The truth about adult kids who don’t visit their parents  

Social psychologist and author Jane Adams, PhD, captures this dynamic well: “Somewhere on the continuum between present and absent, distant and close, even enmeshed and estranged, there is a point in family life when parents of adult children feel irrelevant,” she writes in Psychology Today. “In strictly transactional terms, [parents] want [adult kids] more than they want us.”

Shift in family roles

One of the clearest – and often overlooked – factors behind this growing distance is the natural shift in generational roles. As children grow into adulthood, their psychological and emotional needs change, while their parents transition from being authority figures to becoming elders.
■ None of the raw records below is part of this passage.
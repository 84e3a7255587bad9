pub mod error;
pub mod response;
pub mod v1;

use axum::Router;
use std::time::Duration;
use tower::ServiceBuilder;
use tower_http::{timeout::TimeoutLayer, trace::TraceLayer};

use crate::{config::Config, state::AppState};

pub fn router(state: AppState, cfg: &Config) -> Router {
    let mut router = Router::new().nest("/api/v1", v1::router(state));

    if cfg.server.enable_cors {
        use tower_http::cors::{AllowOrigin, CorsLayer};
        let cors = CorsLayer::new()
            .allow_origin(AllowOrigin::exact("http://localhost:3000".parse().unwrap()))
            .allow_methods([axum::http::Method::GET, axum::http::Method::POST])
            .allow_headers([axum::http::header::CONTENT_TYPE]);
        router = router.layer(cors);
    }

    router
        .layer(
            ServiceBuilder::new()
                .layer(axum::extract::DefaultBodyLimit::max(1024 * 1024))
                .layer(TimeoutLayer::new(Duration::from_secs(
                    cfg.server.request_timeout_secs,
                ))),
        )
        .layer(TraceLayer::new_for_http())
}
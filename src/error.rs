use thiserror::Error;

/// Failures the calculators themselves can produce.
///
/// Empty filtered record sets are deliberately *not* errors - the demand
/// calculators return zero-valued results for those, so this enum only covers
/// failed lookups and storage-math domain violations.
#[derive(Debug, Error, Clone, PartialEq, Eq)]
pub enum CalcError {
    #[error("no projected operations for year {0}")]
    YearNotProjected(i32),

    #[error("tank count must be positive")]
    NonPositiveTankCount,

    #[error("tank diameter must be positive")]
    NonPositiveTankDiameter,
}

#[cfg(test)]
mod tests {
    use super::*;

    #[test]
    fn test_error_display() {
        assert_eq!(
            CalcError::YearNotProjected(2055).to_string(),
            "no projected operations for year 2055"
        );
        assert_eq!(
            CalcError::NonPositiveTankCount.to_string(),
            "tank count must be positive"
        );
    }
}
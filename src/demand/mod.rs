pub mod aircraft;
pub mod growth;
pub mod gse;

pub use aircraft::AircraftDemandCalculator;
pub use growth::GrowthProjector;
pub use gse::GseDemandCalculator;

/// Days of reserve supply held on top of the operating cycle.
pub const RESERVE_DAYS: f64 = 11.0;
/// Length of the operating cycle the demand figures average over.
pub const CYCLE_DAYS: f64 = 31.0;

/// A raw hydrogen volume with the reserve buffer applied.
#[derive(Debug, Clone, Copy, PartialEq)]
pub struct BufferedDemand {
    /// Volume plus reserve over the full cycle, ft3.
    pub total_ft3: f64,
    /// Daily average over the cycle, ft3/day.
    pub daily_ft3: f64,
}

/// Applies the fixed 11-over-31-day reserve policy to a raw volume.
///
/// The buffer accrues at one day's share of the volume per reserve day, so
/// the closed form is `total = v * (1 + 11/31)`, `daily = total / 31`.
pub fn apply_reserve_buffer(volume_ft3: f64) -> BufferedDemand {
    let buffer_per_day = volume_ft3 / CYCLE_DAYS;
    let total_ft3 = volume_ft3 + buffer_per_day * RESERVE_DAYS;
    BufferedDemand {
        total_ft3,
        daily_ft3: total_ft3 / CYCLE_DAYS,
    }
}
use anyhow::Result;
use figment::{providers::{Env, Format, Toml}, Figment};
use serde::Deserialize;
use std::net::SocketAddr;
use std::path::PathBuf;

use crate::domain::OperationsProjection;

#[derive(Debug, Clone, Default, Deserialize)]
pub struct Config {
    #[serde(default)]
    pub server: ServerConfig,
    #[serde(default)]
    pub data: DataConfig,
    #[serde(default)]
    pub factors: ConversionFactors,
    #[serde(default)]
    pub tanks: TankSpec,
    #[serde(default)]
    pub finance: FinanceConfig,
    #[serde(default)]
    pub projection: OperationsProjection,
}

#[derive(Debug, Clone, Deserialize)]
pub struct ServerConfig {
    pub host: String,
    pub port: u16,
    pub enable_cors: bool,
    pub request_timeout_secs: u64,
}

impl ServerConfig {
    pub fn socket_addr(&self) -> Result<SocketAddr> {
        Ok(format!("{}:{}", self.host, self.port).parse()?)
    }
}

impl Default for ServerConfig {
    fn default() -> Self {
        Self {
            host: "127.0.0.1".into(),
            port: 5000,
            enable_cors: true,
            request_timeout_secs: 10,
        }
    }
}

/// Where the tabular record sets are loaded from at startup.
#[derive(Debug, Clone, Deserialize)]
pub struct DataConfig {
    pub aircraft_csv: PathBuf,
    pub gse_csv: PathBuf,
    /// BTS data-source code marking domestic legs.
    pub domestic_source_code: String,
}

impl Default for DataConfig {
    fn default() -> Self {
        Self {
            aircraft_csv: "data/aircraft_data.csv".into(),
            gse_csv: "data/gse_data.csv".into(),
            domestic_source_code: "DU".into(),
        }
    }
}

/// Fuel-to-hydrogen conversion constants and carrier/market shares.
///
/// Defaults are the study's reference values (DOE LH2 density, LHV ratios,
/// Delta's ATL share); every one of them can be overridden from the config
/// file or environment.
#[derive(Debug, Clone, Deserialize)]
pub struct ConversionFactors {
    /// Diesel volume per equivalent hydrogen volume.
    pub diesel_to_h2: f64,
    /// Gasoline volume per equivalent hydrogen volume.
    pub gasoline_to_h2: f64,
    /// Jet A mass per equivalent hydrogen mass (LHV ratio).
    pub jet_a_to_h2: f64,
    /// Liquid hydrogen density, lbs/ft3.
    pub h2_density_lbs_ft3: f64,
    /// Share of airport flights operated by the carrier of interest.
    pub carrier_flight_share: f64,
    /// Share of the carrier's flights that are domestic.
    pub carrier_domestic_share: f64,
    /// Total airport operations during the representative July.
    pub july_operations: f64,
}

impl Default for ConversionFactors {
    fn default() -> Self {
        Self {
            diesel_to_h2: 2.81,
            gasoline_to_h2: 2.76,
            jet_a_to_h2: 2.8,
            h2_density_lbs_ft3: 4.43,
            carrier_flight_share: 0.67,
            carrier_domestic_share: 0.89,
            july_operations: 33_440.0,
        }
    }
}

/// Geometry and loss fractions of the reference storage tank.
#[derive(Debug, Clone, Deserialize)]
pub struct TankSpec {
    pub width_ft: f64,
    pub length_ft: f64,
    /// Gross water capacity, ft3.
    pub water_capacity_ft3: f64,
    /// Fraction of volume held by hydrogen vapour headspace.
    pub ullage: f64,
    /// Fraction of liquid hydrogen retained per day (boil-off complement).
    pub evaporation_retention: f64,
}

impl Default for TankSpec {
    fn default() -> Self {
        Self {
            width_ft: 10.1667,
            length_ft: 56.5,
            // 18 014 gal converted to ft3
            water_capacity_ft3: 18_014.0 / 7.48052,
            ullage: 0.05,
            evaporation_retention: 0.9925,
        }
    }
}

/// Baseline financial figures for the impact model. Placeholder magnitudes
/// from the study; treated as configuration, not fixed logic.
#[derive(Debug, Clone, Deserialize)]
pub struct FinanceConfig {
    /// Annual Jet A fleet utilization, flight hours.
    pub baseline_utilization_hours: f64,
    /// Annual revenue attributable to the market of interest, USD.
    pub total_revenue_usd: f64,
    /// Annual income tax paid, USD.
    pub income_tax_usd: f64,
}

impl Default for FinanceConfig {
    fn default() -> Self {
        Self {
            baseline_utilization_hours: 100_000.0,
            total_revenue_usd: 1.0e9,
            income_tax_usd: 1.0e8,
        }
    }
}

impl Config {
    pub fn load() -> Result<Self> {
        let figment = Figment::new()
            .merge(Toml::file("config/default.toml"))
            .merge(Env::prefixed("H2__").split("__"));
        Ok(figment.extract()?)
    }
}
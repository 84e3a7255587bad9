use serde::{Deserialize, Deserializer, Serialize};
use strum::EnumString;

use crate::config::ConversionFactors;

/// Fuel burned by a piece of ground support equipment.
///
/// Closed enumeration: anything outside the two convertible fuels collapses
/// into `Other`, which maps to no hydrogen contribution (the equipment is
/// still tracked in breakdowns).
#[derive(Debug, Clone, Copy, PartialEq, Eq, Serialize, EnumString, strum::Display)]
#[strum(ascii_case_insensitive)]
pub enum FuelType {
    Diesel,
    Gasoline,
    Other,
}

impl FuelType {
    /// Fuel-volume-per-hydrogen-volume divisor, total over the enum.
    /// `None` means the fuel has no hydrogen equivalent.
    pub fn conversion_factor(&self, factors: &ConversionFactors) -> Option<f64> {
        match self {
            FuelType::Diesel => Some(factors.diesel_to_h2),
            FuelType::Gasoline => Some(factors.gasoline_to_h2),
            FuelType::Other => None,
        }
    }
}

impl<'de> Deserialize<'de> for FuelType {
    fn deserialize<D>(deserializer: D) -> Result<Self, D::Error>
    where
        D: Deserializer<'de>,
    {
        let s = String::deserialize(deserializer)?;
        Ok(s.parse().unwrap_or(FuelType::Other))
    }
}

/// One equipment type from the ground fleet survey.
#[derive(Debug, Clone, Serialize, Deserialize)]
pub struct GroundEquipmentRecord {
    pub equipment_type: String,
    pub fuel_used: FuelType,
    /// Usable fuel consumption while operating, ft3/min.
    pub usable_fuel_consumption_ft3_min: f64,
    /// Minutes the unit runs servicing a departure.
    pub operating_time_departure_min: f64,
    /// Minutes the unit runs servicing an arrival.
    pub operating_time_arrival_min: f64,
    #[serde(default)]
    pub notes: String,
}

impl GroundEquipmentRecord {
    /// Fuel volume burned over one departure+arrival turn, ft3.
    pub fn fuel_volume_per_cycle_ft3(&self) -> f64 {
        self.usable_fuel_consumption_ft3_min
            * (self.operating_time_departure_min + self.operating_time_arrival_min)
    }
}
use std::collections::HashSet;
use std::path::Path;

use anyhow::{Context, Result};
use tracing::info;

use crate::config::DataConfig;
use crate::domain::{FlightRecord, GroundEquipmentRecord, PEAK_MONTH};

/// In-memory flight record set, loaded wholesale at startup and queried by
/// simple predicates. Read-only after load.
#[derive(Debug, Clone, Default)]
pub struct FlightStore {
    records: Vec<FlightRecord>,
}

impl FlightStore {
    pub fn from_records(records: Vec<FlightRecord>) -> Self {
        Self { records }
    }

    pub fn from_csv_path(path: &Path) -> Result<Self> {
        let mut reader = csv::Reader::from_path(path)
            .with_context(|| format!("opening flight dataset {}", path.display()))?;
        let records = reader
            .deserialize()
            .collect::<Result<Vec<FlightRecord>, _>>()
            .with_context(|| format!("parsing flight dataset {}", path.display()))?;
        info!(count = records.len(), path = %path.display(), "loaded flight records");
        Ok(Self { records })
    }

    /// All legs flown in the representative peak month under the given
    /// domestic data-source code.
    pub fn peak_month_domestic(&self, domestic_code: &str) -> Vec<&FlightRecord> {
        self.records
            .iter()
            .filter(|r| r.month == PEAK_MONTH && r.data_source == domestic_code)
            .collect()
    }

    pub fn len(&self) -> usize {
        self.records.len()
    }

    pub fn is_empty(&self) -> bool {
        self.records.is_empty()
    }
}

/// In-memory ground-support-equipment record set.
#[derive(Debug, Clone, Default)]
pub struct GseStore {
    records: Vec<GroundEquipmentRecord>,
}

impl GseStore {
    pub fn from_records(records: Vec<GroundEquipmentRecord>) -> Self {
        Self { records }
    }

    pub fn from_csv_path(path: &Path) -> Result<Self> {
        let mut reader = csv::Reader::from_path(path)
            .with_context(|| format!("opening GSE dataset {}", path.display()))?;
        let records = reader
            .deserialize()
            .collect::<Result<Vec<GroundEquipmentRecord>, _>>()
            .with_context(|| format!("parsing GSE dataset {}", path.display()))?;
        info!(count = records.len(), path = %path.display(), "loaded GSE records");
        Ok(Self { records })
    }

    /// Records whose equipment type is in `names`. Unknown names simply
    /// match nothing.
    pub fn with_names(&self, names: &[String]) -> Vec<&GroundEquipmentRecord> {
        let wanted: HashSet<&str> = names.iter().map(String::as_str).collect();
        self.records
            .iter()
            .filter(|r| wanted.contains(r.equipment_type.as_str()))
            .collect()
    }

    pub fn len(&self) -> usize {
        self.records.len()
    }

    pub fn is_empty(&self) -> bool {
        self.records.is_empty()
    }
}

/// The two tabular record sources, loaded once from the configured CSVs.
#[derive(Debug, Clone, Default)]
pub struct Repositories {
    pub flights: FlightStore,
    pub equipment: GseStore,
}

impl Repositories {
    pub fn load(cfg: &DataConfig) -> Result<Self> {
        Ok(Self {
            flights: FlightStore::from_csv_path(&cfg.aircraft_csv)?,
            equipment: GseStore::from_csv_path(&cfg.gse_csv)?,
        })
    }
}
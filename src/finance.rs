use serde::Serialize;

use crate::config::FinanceConfig;

/// Inputs to the financial impact model. Range validation (fractions 0..=1,
/// non-negative rates, positive baseline utilization) happens at the API
/// boundary before these reach the estimator.
#[derive(Debug, Clone, Copy)]
pub struct ImpactInputs {
    /// Share of flights converted to hydrogen.
    pub fleet_fraction: f64,
    /// Total flights per year.
    pub total_flights: f64,
    /// Share of the carrier's domestic flights departing the home airport.
    pub atlanta_fraction: f64,
    /// Hydrogen demand, gallons.
    pub hydrogen_demand_gal: f64,
    /// Extra turnaround time per hydrogen flight, minutes.
    pub turnaround_minutes: f64,
    /// Tax credit, USD per gallon.
    pub tax_credit_per_gal: f64,
    /// Baseline Jet A fleet utilization, flight hours.
    pub baseline_utilization_hours: f64,
    /// Baseline annual revenue, USD.
    pub baseline_revenue_usd: f64,
}

/// Flat numeric record of the estimated impact. Revenue and tax figures are
/// in millions of USD, utilization in flight hours.
#[derive(Debug, Clone, Copy, Serialize)]
pub struct FinancialImpact {
    pub utilization_h2_hours: f64,
    pub baseline_revenue_musd: f64,
    pub new_h2_revenue_musd: f64,
    pub total_tax_credits_musd: f64,
    pub revenue_drop_musd: f64,
    pub percent_drop: f64,
    pub income_tax_musd: f64,
    pub income_tax_credits_musd: f64,
    pub tax_credits_compensation_musd: f64,
}

/// Utilization and revenue deltas from converting part of the fleet.
///
/// Deterministic, side-effect-free arithmetic; revenue scales linearly with
/// the utilization ratio (an approximation, not a causal model).
#[derive(Debug, Clone)]
pub struct FinancialImpactEstimator {
    income_tax_usd: f64,
}

impl FinancialImpactEstimator {
    pub fn new(cfg: &FinanceConfig) -> Self {
        Self {
            income_tax_usd: cfg.income_tax_usd,
        }
    }

    pub fn estimate(&self, inputs: &ImpactInputs) -> FinancialImpact {
        // Extra turnaround time directly erodes flight-hour utilization.
        let utilization_h2_hours = inputs.baseline_utilization_hours
            - inputs.fleet_fraction * inputs.total_flights * (inputs.turnaround_minutes / 60.0);

        let baseline_revenue_musd =
            inputs.fleet_fraction * inputs.atlanta_fraction * inputs.baseline_revenue_usd / 1.0e6;
        let new_h2_revenue_musd =
            baseline_revenue_musd * (utilization_h2_hours / inputs.baseline_utilization_hours);
        let revenue_drop_musd = baseline_revenue_musd - new_h2_revenue_musd;
        let percent_drop = if baseline_revenue_musd == 0.0 {
            0.0
        } else {
            100.0 * revenue_drop_musd / baseline_revenue_musd
        };

        let total_tax_credits_musd =
            inputs.hydrogen_demand_gal * inputs.tax_credit_per_gal / 1.0e6;
        let income_tax_musd = inputs.fleet_fraction * self.income_tax_usd / 1.0e6;
        let income_tax_credits_musd = income_tax_musd - total_tax_credits_musd;
        let tax_credits_compensation_musd = total_tax_credits_musd - revenue_drop_musd;

        FinancialImpact {
            utilization_h2_hours,
            baseline_revenue_musd,
            new_h2_revenue_musd,
            total_tax_credits_musd,
            revenue_drop_musd,
            percent_drop,
            income_tax_musd,
            income_tax_credits_musd,
            tax_credits_compensation_musd,
        }
    }
}

#[cfg(test)]
mod tests {
    use super::*;

    fn estimator() -> FinancialImpactEstimator {
        FinancialImpactEstimator::new(&FinanceConfig::default())
    }

    fn inputs() -> ImpactInputs {
        ImpactInputs {
            fleet_fraction: 0.5,
            total_flights: 200_000.0,
            atlanta_fraction: 0.4,
            hydrogen_demand_gal: 2_000_000.0,
            turnaround_minutes: 30.0,
            tax_credit_per_gal: 3.0,
            baseline_utilization_hours: 100_000.0,
            baseline_revenue_usd: 1.0e9,
        }
    }

    #[test]
    fn test_reference_scenario() {
        let impact = estimator().estimate(&inputs());

        // 100_000 - 0.5 * 200_000 * 0.5 h = 50_000 h remaining.
        assert!((impact.utilization_h2_hours - 50_000.0).abs() < 1e-9);
        // 0.5 * 0.4 * 1e9 / 1e6 = 200 MUSD.
        assert!((impact.baseline_revenue_musd - 200.0).abs() < 1e-9);
        // Utilization halved, so revenue halves too.
        assert!((impact.new_h2_revenue_musd - 100.0).abs() < 1e-9);
        assert!((impact.revenue_drop_musd - 100.0).abs() < 1e-9);
        assert!((impact.percent_drop - 50.0).abs() < 1e-9);
        // 2e6 gal * 3 $/gal = 6 MUSD in credits.
        assert!((impact.total_tax_credits_musd - 6.0).abs() < 1e-9);
        // 0.5 * 1e8 / 1e6 = 50 MUSD income tax portion.
        assert!((impact.income_tax_musd - 50.0).abs() < 1e-9);
        assert!((impact.income_tax_credits_musd - 44.0).abs() < 1e-9);
        assert!((impact.tax_credits_compensation_musd - (-94.0)).abs() < 1e-9);
    }

    #[test]
    fn test_zero_baseline_revenue_gives_zero_percent_drop() {
        let mut zero = inputs();
        zero.fleet_fraction = 0.0;
        let impact = estimator().estimate(&zero);
        assert_eq!(impact.baseline_revenue_musd, 0.0);
        assert_eq!(impact.revenue_drop_musd, 0.0);
        assert_eq!(impact.percent_drop, 0.0);
        assert!(impact.percent_drop.is_finite());
    }

    #[test]
    fn test_zero_turnaround_means_no_revenue_drop() {
        let mut free = inputs();
        free.turnaround_minutes = 0.0;
        let impact = estimator().estimate(&free);
        assert!((impact.utilization_h2_hours - free.baseline_utilization_hours).abs() < 1e-9);
        assert!(impact.revenue_drop_musd.abs() < 1e-9);
        assert!(impact.percent_drop.abs() < 1e-9);
    }
}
“If we’re paying for college we can expect they’ll call their mother once a week and come home for Christmas. But at some point our kids move out of the adolescence phase of their life into their adult phase,” writes Dr. Jordan Harris, a clinical psychologist and family therapist in a blog post on his official site.

“Parents don’t realize that as their kids move from the adolescent phase of their life into the adult phase, the parents are also moving out of the adult phase into the elder phase. Different phases of life come with vastly different roles.”

Harris goes onto explain that elders are no longer the center of their children’s lives, especially when, as adults, they marry, start families, and focus on demanding careers.